Copy the data precisely, keeping every character.

§ Collected data

=== Section Start ===

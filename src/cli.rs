// src/cli.rs

//! CLI argument parsing using `clap`.
//!
//! NOTE: this expects `clap` to be built with the `derive` feature, e.g.:
//! `clap = { version = "4.5.53", features = ["derive"] }` in `Cargo.toml`.

use clap::{Parser, Subcommand, ValueEnum};

/// Command-line arguments for `sitemill`.
#[derive(Debug, Clone, Parser)]
#[command(
    name = "sitemill",
    version,
    about = "Compile, watch and serve a static site.",
    long_about = None
)]
pub struct CliArgs {
    /// Path to the config file (TOML).
    ///
    /// Default: `Sitemill.toml` in the current working directory. A missing
    /// file is fine; every setting has a default.
    #[arg(long, value_name = "PATH", default_value = "Sitemill.toml", global = true)]
    pub config: String,

    /// Logging level (error, warn, info, debug, trace).
    ///
    /// If omitted, `SITEMILL_LOG` or a default level will be used.
    #[arg(long, value_enum, value_name = "LEVEL", global = true)]
    pub log_level: Option<LogLevel>,

    #[command(subcommand)]
    pub command: Command,
}

#[derive(Debug, Clone, Subcommand)]
pub enum Command {
    /// Compile the whole site for production.
    Build,
    /// Compile for development, then watch, rebuild and live-reload.
    Dev,
    /// Remove the output directory.
    Clean,
    /// Run one task directly, outside the task graph.
    Run {
        #[arg(value_enum)]
        task: RunnableTask,
    },
    /// Check markup class names against BEM naming rules.
    Lint,
    /// Print the task graph and watch rules without executing anything.
    Plan,
}

/// Tasks that can be invoked directly via `sitemill run <task>`.
#[derive(Debug, Copy, Clone, PartialEq, Eq, ValueEnum)]
pub enum RunnableTask {
    Markup,
    Styles,
    Scripts,
    Static,
    Lint,
    Clean,
}

/// Log level as exposed on the CLI.
#[derive(Debug, Copy, Clone, ValueEnum)]
pub enum LogLevel {
    Error,
    Warn,
    Info,
    Debug,
    Trace,
}

/// Convenience wrapper around `CliArgs::parse()`.
pub fn parse() -> CliArgs {
    CliArgs::parse()
}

=== Section End ===

§ RESPONSE AREA
filename src/cli.rs
// src/cli.rs

//! CLI argument parsing using `clap`.
//!
//! NOTE: this expects `clap` to be built with the `derive` feature, e.g.:
//! `clap = { version = "4.5.53", features = ["derive"] }` in `Cargo.toml`.

use clap::{Parser, Subcommand, ValueEnum};

/// Command-line arguments for `sitemill`.
#[derive(Debug, Clone, Parser)]
#[command(
    name = "sitemill",
    version,
    about = "Compile, watch and serve a static site.",
    long_about = None
)]
pub struct CliArgs {
    /// Path to the config file (TOML).
    ///
    /// Default: `Sitemill.toml` in the current working directory. A missing
    /// file is fine; every setting has a default.
    #[arg(long, value_name = "PATH", default_value = "Sitemill.toml", global = true)]
    pub config: String,

    /// Logging level (error, warn, info, debug, trace).
    ///
    /// If omitted, `SITEMILL_LOG` or a default level will be used.
    #[arg(long, value_enum, value_name = "LEVEL", global = true)]
    pub log_level: Option<LogLevel>,

    #[command(subcommand)]
    pub command: Command,
}

#[derive(Debug, Clone, Subcommand)]
pub enum Command {
    /// Compile the whole site for production.
    Build,
    /// Compile for development, then watch, rebuild and live-reload.
    Dev,
    /// Remove the output directory.
    Clean,
    /// Run one task directly, outside the task graph.
    Run {
        #[arg(value_enum)]
        task: RunnableTask,
    },
    /// Check markup class names against BEM naming rules.
    Lint,
    /// Print the task graph and watch rules without executing anything.
    Plan,
}

/// Tasks that can be invoked directly via `sitemill run <task>`.
#[derive(Debug, Copy, Clone, PartialEq, Eq, ValueEnum)]
pub enum RunnableTask {
    Markup,
    Styles,
    Scripts,
    Static,
    Lint,
    Clean,
}

/// Log level as exposed on the CLI.
#[derive(Debug, Copy, Clone, ValueEnum)]
pub enum LogLevel {
    Error,
    Warn,
    Info,
    Debug,
    Trace,
}

/// Convenience wrapper around `CliArgs::parse()`.
pub fn parse() -> CliArgs {
    CliArgs::parse()
}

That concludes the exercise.